Roger White was born on the 11th of January 1939, in Llwynypia, in the mining valleys of South Wales, UK. In 1955 at 16, he left his village of Llantwit Major in South Glamorgan after winning a five-year Student Apprenticeship at the Atomic Energy Research Establishment at Harwell, England.
At Harwell from 1955-1960, he trained as an electrical engineer while simultaneously attending Oxford Polytechnic, where he was awarded Higher National Certificates in both Electrical and Mechanical Engineering. AERE employed him in the Plasma Physics Division after he completed his apprenticeship. For AERE he worked on high-voltage switching, first at Harwell and then at the UK Atomic Energy Authority's Culham Laboratory, when it opened in 1962.
In 1964 Roger immigrated to Canada with his family, and spent a year working on satellite systems for RCA in Montreal. He returned to high-voltage engineering at Ion Physics in Boston, where he was first introduced to nuclear-weapons simulators in the form of flash X-ray and electromagnetic pulse (EMP) systems.
Roger joined Maxwell Laboratories in San Diego, California, in 1967 and began a 35-year relationship with that company. Roger worked with many of the original thinkers in the field of pulsed power, including Alan Kolb, Richard Fitch, Richard Miller, John Shannon, John Harrison, Bob Hunter and Jorg Jansen. He made contributions to the Blackjack series of simulators for the Defense Nuclear Agency, and EMP generators for the US Department of Defense and foreign governments. This led to field installation and commissioning of systems such as Casino at NSWC White Oak, Maryland, Empress II at Little Creek, Virginia, and systems in France and Germany. During this period, Roger made regular trips to Texas Tech University in order to recruit future graduates for work at Maxwell.
At the same time, Roger managed up to forty people as Vice President in the Maxwell Engineering Department. This matrix organization prompted Roger to market and manage programs within the group, as well as to support the engineering needs of the entire company. His last major assignment before Maxwell sold its pulsed power systems business was to manage its group in Albuquerque and win a large contract at the Air Force Research Laboratory.
After the purchase by Titan Corporation in 2001 and Titan's purchase by L-3 Communications in 2005, Roger directed the operation of the L-3 Pulse Sciences group in San Diego, originally Maxwell's pulsed-power group. There the work changed somewhat to high-average-power systems such as particle accelerator hardware for the Spallation Neutron Source at Oak Ridge. But Roger was a loyal Maxwell Old Boy to the end.

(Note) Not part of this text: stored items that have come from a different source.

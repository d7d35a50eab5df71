use forma_domain as domain;

#[derive(serde::Serialize, serde::Deserialize, Debug, Clone, PartialEq)]
#[serde(rename_all = "camelCase")]
pub struct LiftAttempt {
    #[serde(default)]
    pub exercise_id: String,
    pub muscle_category: String,
    #[serde(default)]
    pub date: String,
    #[serde(default, skip_serializing_if = "Option::is_none")]
    pub order: Option<i32>,
    #[serde(default)]
    pub weight_kg: f64,
    #[serde(default)]
    pub reps: i32,
}

impl From<&domain::LiftAttempt> for LiftAttempt {
    fn from(value: &domain::LiftAttempt) -> Self {
        Self {
            exercise_id: value.exercise_id.clone(),
            muscle_category: value.muscle_category.to_string(),
            date: value.date.clone(),
            order: value.order,
            weight_kg: value.weight_kg,
            reps: value.reps,
        }
    }
}

impl From<&domain::BestSet> for LiftAttempt {
    fn from(value: &domain::BestSet) -> Self {
        Self::from(&**value)
    }
}

impl TryFrom<LiftAttempt> for domain::LiftAttempt {
    type Error = domain::MuscleCategoryError;

    fn try_from(value: LiftAttempt) -> Result<Self, Self::Error> {
        Ok(Self {
            exercise_id: value.exercise_id,
            muscle_category: value.muscle_category.parse()?,
            date: value.date,
            order: value.order,
            weight_kg: value.weight_kg,
            reps: value.reps,
        })
    }
}

#[derive(serde::Serialize, serde::Deserialize, Debug, Clone, PartialEq)]
#[serde(rename_all = "camelCase")]
pub struct Split {
    pub order: u32,
    pub distance_km: f64,
    #[serde(default)]
    pub duration_sec: u32,
    #[serde(default, skip_deserializing, skip_serializing_if = "Option::is_none")]
    pub pace_sec_per_km: Option<f64>,
}

impl From<&domain::Split> for Split {
    fn from(value: &domain::Split) -> Self {
        Self {
            order: value.order,
            distance_km: value.distance_km,
            duration_sec: value.duration_sec,
            pace_sec_per_km: value.pace(),
        }
    }
}

impl From<Split> for domain::Split {
    fn from(value: Split) -> Self {
        Self {
            order: value.order,
            distance_km: value.distance_km,
            duration_sec: value.duration_sec,
        }
    }
}

#[derive(serde::Serialize, serde::Deserialize, Debug, Clone, PartialEq)]
#[serde(rename_all = "camelCase")]
pub struct Workout {
    pub date: String,
    #[serde(default)]
    pub exercises: Vec<WorkoutExercise>,
}

impl TryFrom<Workout> for domain::Workout {
    type Error = domain::MuscleCategoryError;

    fn try_from(value: Workout) -> Result<Self, Self::Error> {
        Ok(Self {
            date: value.date,
            exercises: value
                .exercises
                .into_iter()
                .map(domain::WorkoutExercise::try_from)
                .collect::<Result<Vec<_>, _>>()?,
        })
    }
}

#[derive(serde::Serialize, serde::Deserialize, Debug, Clone, PartialEq)]
#[serde(rename_all = "camelCase")]
pub struct WorkoutExercise {
    pub exercise_id: String,
    pub muscle_category: String,
    #[serde(default)]
    pub sets: Vec<WorkoutSet>,
}

impl TryFrom<WorkoutExercise> for domain::WorkoutExercise {
    type Error = domain::MuscleCategoryError;

    fn try_from(value: WorkoutExercise) -> Result<Self, Self::Error> {
        Ok(Self {
            exercise_id: value.exercise_id,
            muscle_category: value.muscle_category.parse()?,
            sets: value.sets.into_iter().map(domain::WorkoutSet::from).collect(),
        })
    }
}

#[derive(serde::Serialize, serde::Deserialize, Debug, Clone, PartialEq)]
#[serde(
    tag = "type",
    rename_all = "SCREAMING_SNAKE_CASE",
    rename_all_fields = "camelCase"
)]
pub enum WorkoutSet {
    Simple {
        order: i32,
        #[serde(default)]
        weight_kg: f64,
        #[serde(default)]
        reps: i32,
    },
    DropSet {
        order: i32,
        #[serde(default)]
        drops: Vec<WorkoutDrop>,
    },
}

impl From<WorkoutSet> for domain::WorkoutSet {
    fn from(value: WorkoutSet) -> Self {
        match value {
            WorkoutSet::Simple {
                order,
                weight_kg,
                reps,
            } => Self::Simple {
                order,
                weight_kg,
                reps,
            },
            WorkoutSet::DropSet { order, drops } => Self::DropSet {
                order,
                drops: drops.into_iter().map(domain::WorkoutDrop::from).collect(),
            },
        }
    }
}

#[derive(serde::Serialize, serde::Deserialize, Debug, Clone, PartialEq)]
#[serde(rename_all = "camelCase")]
pub struct WorkoutDrop {
    pub order: i32,
    pub weight_kg: f64,
    pub reps: i32,
}

impl From<WorkoutDrop> for domain::WorkoutDrop {
    fn from(value: WorkoutDrop) -> Self {
        Self {
            order: value.order,
            weight_kg: value.weight_kg,
            reps: value.reps,
        }
    }
}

Roger chaired the 1991 IEEE Pulse Power Conference and co-chaired the 1994 BEAMS conference, both in San Diego. In 2011 in Chicago, he won the IEEE Peter Haas Pulsed Power Award “For Outstanding Contributions to Pulsed Power Technology in Developing Programs of Research, Education and Information Exchange.” He served on the IEEE Pulse Power committee for twenty years and was Awards Committee Chairman in 1997 in Baltimore. He continued to work and be involved in his field until he was 73. He attended his last technical conference in San Francisco in 2013.
He died on January 9, 2018, just two days before his 79th birthday. He is survived by his wife Julia Roth, his son Matthew and daughter-in-law Sherry, his sister Janet and brother-in-law David Knaggs, nieces Kate and Rebecca, three great-nephews, cousins in the UK and US, and former wife Gillian Ackland. His parents Percy and Annie predeceased him. His elder son Michael died in 1999.